Bug 2184048 - System hangs on suspend
Summary: System hangs on suspend
Keywords:
Status: NEW
Alias: None
Product: Fedora
Classification: Fedora
Component: kernel
Version: 39
Hardware: Unspecified
OS: Unspecified
unspecified
unspecified
Target Milestone: ---
Assignee: Kernel Maintainer List
QA Contact: Fedora Extras Quality Assurance
URL:
Whiteboard:
Depends On:
Blocks:
TreeView+ depends on / blocked
 
Reported: 2023-04-03 13:48 UTC by Douglas
Modified: 2024-06-02 21:53 UTC (History)
19 users (show)

Fixed In Version:
Doc Type: ---
Doc Text:
Clone Of:
Environment:
Last Closed: 2024-06-02 15:42:29 UTC
Type: Bug
Embargoed:


Attachments (Terms of Use)
kernel logs from previous boot (6.2.8-200.fc37) (123.15 KB, text/plain)
2023-04-03 13:48 UTC, Douglas
no flags Details
kernel logs from rawhide kernel (119.12 KB, text/plain)
2023-04-03 23:30 UTC, Douglas
no flags Details
kernel logs from rawhide kernel after failed suspend (122.69 KB, text/plain)
2023-04-04 15:28 UTC, Douglas
no flags Details
Boot which first succeeded to suspend and resume but subsequently failed to suspend (108.50 KB, text/plain)
2023-07-08 20:19 UTC, Vojtech Sobota
no flags Details

Description Douglas 2023-04-03 13:48:03 UTC
Created attachment 1955452 [details]
kernel logs from previous boot (6.2.8-200.fc37)

Created attachment 1955452 [details]
kernel logs from previous boot

1. Please describe the problem:
I left the system idle, and after 15 minutes it entered suspend (to RAM). I noticed all LEDs turned off except one, and the next day I came close to the computer case and heard the fans were still running. It seemed like the system never really suspended correctly.

I pressed a key on the keyboard, which is what I do to resume, but it didn't do anything other than turn on its LEDs. I tried the REISUB combination, but it didn't work. Pressed the "reset" button on the case, but no response. Only way to reboot was to toggle the PSU on/off switch.
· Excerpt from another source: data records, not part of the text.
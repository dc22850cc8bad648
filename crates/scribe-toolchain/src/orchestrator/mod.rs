//! The provisioning state machine.
//!
//! [`Orchestrator::ensure_ready`] drives the machine
//! `Start → Updating → CheckingToolchain → InstallingToolchain →
//! CheckingComponents → InstallingComponents → Ready`, with a parallel
//! `Failed` terminal reachable from every non-`Ready` phase. The manager
//! self-update is best-effort; toolchain and component installation are
//! fatal on failure. Interactive prompts are governed by the
//! [`PromptSession`]: one prompt per missing requirement per process
//! lifetime, and a decline or a failed install exhausts prompting for the
//! rest of the session.

use std::collections::HashMap;

use scribe_exec::{CommandRunner, ExecError};
use tracing::{debug, warn};

use crate::interact::Interaction;
use crate::manager::ManagerProfile;
use crate::probe::Prober;
use crate::session::PromptSession;

/// Tracing target for orchestrator operations.
const ORCHESTRATOR_TARGET: &str = "scribe_toolchain::orchestrator";

/// Phases of the provisioning state machine.
#[derive(Debug, Clone, Copy, PartialEq, Eq)]
pub enum ProvisionPhase {
    /// Entry phase; verifies the manager tool exists at all.
    Start,
    /// Best-effort manager self-update.
    Updating,
    /// Probing for the required toolchain.
    CheckingToolchain,
    /// Installing the missing toolchain after operator confirmation.
    InstallingToolchain,
    /// Probing for the required component set.
    CheckingComponents,
    /// Installing missing components after operator confirmation.
    InstallingComponents,
    /// Terminal: every requirement is satisfied.
    Ready,
    /// Terminal: a requirement could not be satisfied.
    Failed,
}

/// Sequences manager update, toolchain install, and component install.
///
/// The orchestrator is stateless between calls apart from the
/// [`PromptSession`] passed into [`Orchestrator::ensure_ready`], which is
/// the only piece of state shared across repeated startup attempts within
/// one process lifetime.
#[derive(Debug)]
pub struct Orchestrator<'a, R, I> {
    profile: &'a ManagerProfile,
    runner: &'a R,
    interaction: &'a I,
    env: HashMap<String, String>,
    search_path: String,
}

impl<'a, R: CommandRunner, I: Interaction> Orchestrator<'a, R, I> {
    /// Creates an orchestrator over the given profile, runner, and
    /// interaction surface.
    ///
    /// The search path used for the manager existence check defaults to
    /// the ambient `PATH`; [`Orchestrator::with_env`] overrides it when
    /// the overlay carries its own `PATH` entry.
    #[must_use]
    pub fn new(profile: &'a ManagerProfile, runner: &'a R, interaction: &'a I) -> Self {
        Self {
            profile,
            runner,
            interaction,
            env: HashMap::new(),
            search_path: std::env::var("PATH").unwrap_or_default(),
        }
    }

    /// Applies an environment overlay to every manager invocation.
    #[must_use]
    pub fn with_env(mut self, env: HashMap<String, String>) -> Self {
        if let Some(path) = env.get("PATH") {
            self.search_path = path.clone();
        }
        self.env = env;
        self
    }

    /// Runs the machine to a terminal phase.
    ///
    /// Returns `true` iff the machine reaches
    /// [`ProvisionPhase::Ready`]. On `false` the caller must not launch
    /// the language server; a `notify` message explaining the failure has
    /// already been issued.
    pub fn ensure_ready(&self, session: &mut PromptSession) -> bool {
        let mut phase = ProvisionPhase::Start;
        loop {
            debug!(target: ORCHESTRATOR_TARGET, ?phase, "provisioning phase");
            phase = match phase {
                ProvisionPhase::Start => self.enter(),
                ProvisionPhase::Updating => self.update(),
                ProvisionPhase::CheckingToolchain => self.check_toolchain(session),
                ProvisionPhase::InstallingToolchain => self.install_toolchain(session),
                ProvisionPhase::CheckingComponents => self.check_components(session),
                ProvisionPhase::InstallingComponents => self.install_components(session),
                ProvisionPhase::Ready => return true,
                ProvisionPhase::Failed => return false,
            };
        }
    }

    /// Manager existence precheck; nothing else runs when it fails.
    fn enter(&self) -> ProvisionPhase {
        if self.profile.is_on_path(&self.search_path) {
            return ProvisionPhase::Updating;
        }
        self.interaction.notify(&format!(
            "{} is not installed; cannot provision the {} toolchain",
            self.profile.manager(),
            self.profile.channel()
        ));
        ProvisionPhase::Failed
    }

    /// Best-effort self-update; a failure is reported but never fatal.
    fn update(&self) -> ProvisionPhase {
        let invocation = self.profile.update_invocation().envs(&self.env);
        match self.runner.run(&invocation) {
            Ok(result) => {
                // Imperfect with several toolchains installed, where one may
                // update while another is unchanged, but parsing the full
                // update report is not worth the trouble.
                if result.stdout().contains("unchanged") {
                    self.interaction
                        .notify(&format!("{} is up to date", self.profile.manager()));
                } else {
                    self.interaction.notify(&format!(
                        "{} updated; restart the host for changes to take effect",
                        self.profile.manager()
                    ));
                }
            }
            Err(err) => {
                warn!(
                    target: ORCHESTRATOR_TARGET,
                    manager = self.profile.manager(),
                    error = %err,
                    "manager self-update failed, continuing"
                );
                self.interaction.notify(&format!(
                    "an error occurred while updating {}",
                    self.profile.manager()
                ));
            }
        }
        ProvisionPhase::CheckingToolchain
    }

    fn check_toolchain(&self, session: &mut PromptSession) -> ProvisionPhase {
        if self.prober().has_toolchain() {
            return ProvisionPhase::CheckingComponents;
        }
        if session.prompts_exhausted() {
            self.interaction.notify(&format!(
                "the {} toolchain is not installed",
                self.profile.channel()
            ));
            return ProvisionPhase::Failed;
        }
        let confirmed = self.interaction.confirm(&format!(
            "The {} toolchain is not installed.\nInstall now?",
            self.profile.channel()
        ));
        if confirmed {
            return ProvisionPhase::InstallingToolchain;
        }
        session.exhaust();
        self.interaction.notify(&format!(
            "cannot continue without the {} toolchain",
            self.profile.channel()
        ));
        ProvisionPhase::Failed
    }

    fn install_toolchain(&self, session: &mut PromptSession) -> ProvisionPhase {
        self.interaction.notify(&format!(
            "installing the {} toolchain…",
            self.profile.channel()
        ));
        let invocation = self.profile.toolchain_install_invocation().envs(&self.env);
        match self.runner.run(&invocation) {
            Ok(_) => {
                self.interaction.notify(&format!(
                    "{} toolchain installed successfully",
                    self.profile.channel()
                ));
                ProvisionPhase::CheckingComponents
            }
            Err(err) => {
                session.exhaust();
                self.fail_install(&err, &format!("the {} toolchain", self.profile.channel()))
            }
        }
    }

    fn check_components(&self, session: &mut PromptSession) -> ProvisionPhase {
        if self.prober().has_components() {
            return ProvisionPhase::Ready;
        }
        if session.prompts_exhausted() {
            self.interaction
                .notify("language server components are not installed");
            return ProvisionPhase::Failed;
        }
        let confirmed = self
            .interaction
            .confirm("Language server components are not installed.\nInstall now?");
        if confirmed {
            return ProvisionPhase::InstallingComponents;
        }
        session.exhaust();
        self.interaction
            .notify("cannot continue without the required components");
        ProvisionPhase::Failed
    }

    /// Installs each component in set order, aborting at the first
    /// failure. Components installed before the failure stay installed.
    fn install_components(&self, session: &mut PromptSession) -> ProvisionPhase {
        self.interaction.notify("installing components…");
        for component in self.profile.components().names() {
            let invocation = self.profile.component_add_invocation(component).envs(&self.env);
            if let Err(err) = self.runner.run(&invocation) {
                session.exhaust();
                return self.fail_install(&err, &format!("component '{component}'"));
            }
            debug!(
                target: ORCHESTRATOR_TARGET,
                component, "component installed"
            );
        }
        self.interaction.notify("components installed successfully");
        ProvisionPhase::Ready
    }

    /// Reports a failed install, distinguishing a missing manager from an
    /// install the manager itself rejected.
    fn fail_install(&self, err: &ExecError, requirement: &str) -> ProvisionPhase {
        warn!(
            target: ORCHESTRATOR_TARGET,
            requirement,
            error = %err,
            "install attempt failed"
        );
        if err.is_tool_not_found() {
            self.interaction.notify(&format!(
                "{} is not installed; cannot provision {requirement}",
                self.profile.manager()
            ));
        } else {
            self.interaction
                .notify(&format!("could not install {requirement}"));
        }
        ProvisionPhase::Failed
    }

    fn prober(&self) -> Prober<'_, R> {
        Prober::new(self.runner, self.profile, &self.env)
    }
}
//! Executable lookup over an explicit search path.
//!
//! Pure over the supplied PATH string so callers can test lookup behaviour
//! without mutating the process environment.

use std::path::{Path, PathBuf};

/// Locates an executable by name on the given search-path value.
///
/// `path_value` is the raw value of the OS search-path variable
/// (`PATH`), split with the platform separator. A name containing a path
/// separator is treated as a direct candidate and checked as-is. Returns
/// the first matching executable file, or `None` when the name cannot be
/// located.
#[must_use]
pub fn find_in_path(name: &str, path_value: &str) -> Option<PathBuf> {
    let direct = Path::new(name);
    if direct.components().count() > 1 {
        return is_executable_file(direct).then(|| direct.to_path_buf());
    }

    std::env::split_paths(path_value)
        .map(|dir| dir.join(name))
        .find(|candidate| is_executable_file(candidate))
}

#[cfg(unix)]
fn is_executable_file(path: &Path) -> bool {
    use std::os::unix::fs::PermissionsExt;

    path.metadata()
        .map(|meta| meta.is_file() && meta.permissions().mode() & 0o111 != 0)
        .unwrap_or(false)
}

#[cfg(not(unix))]
fn is_executable_file(path: &Path) -> bool {
    path.is_file()
}
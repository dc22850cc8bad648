//! Command-line runtime for the Scribe language-server toolkit.
//!
//! The crate owns argument parsing, telemetry bootstrapping, and the
//! catalogue and provisioning subcommands. [`run`] is exercised both from
//! the binary entrypoint and from tests, where the IO streams are
//! substituted with in-memory buffers.

use std::ffi::OsString;
use std::io::{self, Write};
use std::process::ExitCode;

use clap::Parser;
use scribe_catalog::Catalog;
use scribe_toolchain::ChannelParseError;
use thiserror::Error;

mod cli;
mod commands;
mod interact;
mod telemetry;

use cli::{Cli, CliCommand};

/// Runs the CLI using the provided arguments and IO handles.
#[must_use]
pub fn run<I, W, E>(args: I, stdout: &mut W, stderr: &mut E) -> ExitCode
where
    I: IntoIterator<Item = OsString>,
    W: Write,
    E: Write,
{
    if let Err(error) = telemetry::init() {
        let _ = writeln!(stderr, "{error}");
        return ExitCode::FAILURE;
    }

    let result = Cli::try_parse_from(args)
        .map_err(AppError::CliUsage)
        .and_then(|cli| dispatch(cli, stdout, stderr));
    match result {
        Ok(exit_code) => exit_code,
        Err(error) => {
            let _ = writeln!(stderr, "{error}");
            ExitCode::FAILURE
        }
    }
}

fn dispatch<W, E>(cli: Cli, stdout: &mut W, stderr: &mut E) -> Result<ExitCode, AppError>
where
    W: Write,
    E: Write,
{
    let path_value = std::env::var("PATH").unwrap_or_default();
    match cli.command {
        CliCommand::List => {
            let catalog = Catalog::builtin(&cli.server_dir);
            commands::list(&catalog, &path_value, stdout)
        }
        CliCommand::Check { server } => {
            let catalog = Catalog::builtin(&cli.server_dir);
            commands::check(&catalog, &server, &path_value, stdout)
        }
        CliCommand::Provision {
            channel,
            assume_yes,
        } => commands::provision(channel.as_deref(), assume_yes, stdout, stderr),
    }
}

/// Errors surfaced to the operator on stderr.
#[derive(Debug, Error)]
pub(crate) enum AppError {
    /// Argument parsing failed; the payload renders clap's usage text.
    #[error("{0}")]
    CliUsage(clap::Error),
    /// The requested server is not in the catalogue.
    #[error("unknown server '{name}'; run `scribe list` to see the catalogue")]
    UnknownServer {
        /// The name that failed to resolve.
        name: String,
    },
    /// The requested release channel is malformed.
    #[error("invalid channel: {0}")]
    Channel(#[from] ChannelParseError),
    /// Writing to an output stream failed.
    #[error("failed to write output: {0}")]
    WriteOutput(io::Error),
}
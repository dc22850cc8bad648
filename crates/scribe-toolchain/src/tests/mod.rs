//! Shared test doubles for the provisioning crates, plus crate-level BDD
//! coverage.

use std::cell::RefCell;
use std::collections::VecDeque;
use std::path::PathBuf;

use scribe_exec::{CommandRunner, ExecError, InvocationResult, ToolInvocation};


/// One scripted outcome for a matched invocation.
#[derive(Debug, Clone)]
enum ScriptedOutcome {
    Ok { stdout: String },
    Fail { status: i32, stderr: String },
    NotFound,
}

/// A [`CommandRunner`] that answers invocations from scripted rules and
/// records every call for later assertions.
///
/// Rules match on an argument prefix; the first matching rule wins and may
/// answer any number of calls. An unscripted invocation panics, which
/// doubles as a "this command must never run" assertion.
#[derive(Debug, Default)]
pub(crate) struct ScriptedRunner {
    rules: Vec<(Vec<String>, ScriptedOutcome)>,
    calls: RefCell<Vec<String>>,
}

impl ScriptedRunner {
    pub(crate) fn new() -> Self {
        Self::default()
    }

    /// Scripts a zero-exit outcome with the given stdout.
    pub(crate) fn ok<I>(mut self, prefix: I, stdout: &str) -> Self
    where
        I: IntoIterator<Item = &'static str>,
    {
        self.rules.push((
            prefix.into_iter().map(str::to_owned).collect(),
            ScriptedOutcome::Ok {
                stdout: stdout.to_owned(),
            },
        ));
        self
    }

    /// Scripts a non-zero exit with the given status and stderr.
    pub(crate) fn fail<I>(mut self, prefix: I, status: i32, stderr: &str) -> Self
    where
        I: IntoIterator<Item = &'static str>,
    {
        self.rules.push((
            prefix.into_iter().map(str::to_owned).collect(),
            ScriptedOutcome::Fail {
                status,
                stderr: stderr.to_owned(),
            },
        ));
        self
    }

    /// Scripts a missing-executable outcome.
    pub(crate) fn not_found<I>(mut self, prefix: I) -> Self
    where
        I: IntoIterator<Item = &'static str>,
    {
        self.rules.push((
            prefix.into_iter().map(str::to_owned).collect(),
            ScriptedOutcome::NotFound,
        ));
        self
    }

    /// Rendered command lines of every invocation seen so far.
    pub(crate) fn calls(&self) -> Vec<String> {
        self.calls.borrow().clone()
    }

    fn matching_outcome(&self, args: &[String]) -> Option<ScriptedOutcome> {
        self.rules
            .iter()
            .find(|(prefix, _)| args.len() >= prefix.len() && args.starts_with(prefix))
            .map(|(_, outcome)| outcome.clone())
    }
}

impl CommandRunner for ScriptedRunner {
    fn run(&self, invocation: &ToolInvocation) -> Result<InvocationResult, ExecError> {
        self.calls.borrow_mut().push(invocation.display_line());
        let outcome = self
            .matching_outcome(invocation.argv())
            .unwrap_or_else(|| panic!("unscripted invocation: {}", invocation.display_line()));
        match outcome {
            ScriptedOutcome::Ok { stdout } => Ok(InvocationResult::new(0, stdout, String::new())),
            ScriptedOutcome::Fail { status, stderr } => Err(ExecError::NonZeroExit {
                command: invocation.program().to_owned(),
                status,
                stderr,
            }),
            ScriptedOutcome::NotFound => Err(ExecError::ToolNotFound {
                command: invocation.program().to_owned(),
            }),
        }
    }
}

/// An [`Interaction`](crate::Interaction) double that records messages and
/// answers prompts from a queue.
///
/// An empty answer queue makes `confirm` panic, which doubles as a "no
/// prompt may be shown" assertion.
#[derive(Debug, Default)]
pub(crate) struct RecordingInteraction {
    answers: RefCell<VecDeque<bool>>,
    confirms: RefCell<Vec<String>>,
    notices: RefCell<Vec<String>>,
}

impl RecordingInteraction {
    pub(crate) fn new() -> Self {
        Self::default()
    }

    /// Queues one prompt answer.
    pub(crate) fn answering(self, answer: bool) -> Self {
        self.answers.borrow_mut().push_back(answer);
        self
    }

    pub(crate) fn confirms(&self) -> Vec<String> {
        self.confirms.borrow().clone()
    }

    pub(crate) fn notices(&self) -> Vec<String> {
        self.notices.borrow().clone()
    }

    /// Whether any notice contains the given fragment.
    pub(crate) fn notified_about(&self, fragment: &str) -> bool {
        self.notices
            .borrow()
            .iter()
            .any(|notice| notice.contains(fragment))
    }
}

impl crate::Interaction for RecordingInteraction {
    fn confirm(&self, message: &str) -> bool {
        self.confirms.borrow_mut().push(message.to_owned());
        self.answers
            .borrow_mut()
            .pop_front()
            .unwrap_or_else(|| panic!("unexpected prompt: {message}"))
    }

    fn notify(&self, message: &str) {
        self.notices.borrow_mut().push(message.to_owned());
    }
}

/// Materializes a fake manager executable and returns the directory that
/// holds it plus a rendered search-path value pointing at it.
pub(crate) fn fake_manager_dir(name: &str) -> (tempfile::TempDir, String) {
    let dir = tempfile::tempdir().expect("create temp dir");
    let tool: PathBuf = dir.path().join(name);
    std::fs::write(&tool, "#!/bin/sh\n").expect("write fake manager");
    #[cfg(unix)]
    {
        use std::os::unix::fs::PermissionsExt;

        let mut perms = std::fs::metadata(&tool).expect("metadata").permissions();
        perms.set_mode(0o755);
        std::fs::set_permissions(&tool, perms).expect("set permissions");
    }
    let path_value = dir.path().display().to_string();
    (dir, path_value)
}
After the reboot, with the desktop loaded, the problem reporting tool popped up showing non-reportable errors in kernel-core. Their reason was:

> traps: gldriverquery[26260] general protection fault ip:7fdfc85bf43d sp:7ffcba4f2520 error:0 in libLLVM-15.so[7fdfc823e000+33d2000]

2. What is the Version-Release number of the kernel:
6.2.8-200.fc37.x86_64

3. Did it work previously in Fedora? If so, what kernel version did the issue
   *first* appear?  Old kernels are available for download at
   https://koji.fedoraproject.org/koji/packageinfo?packageID=8 :
Fedora 36 worked correctly. I believe it had kernel 6.1 or 6.0.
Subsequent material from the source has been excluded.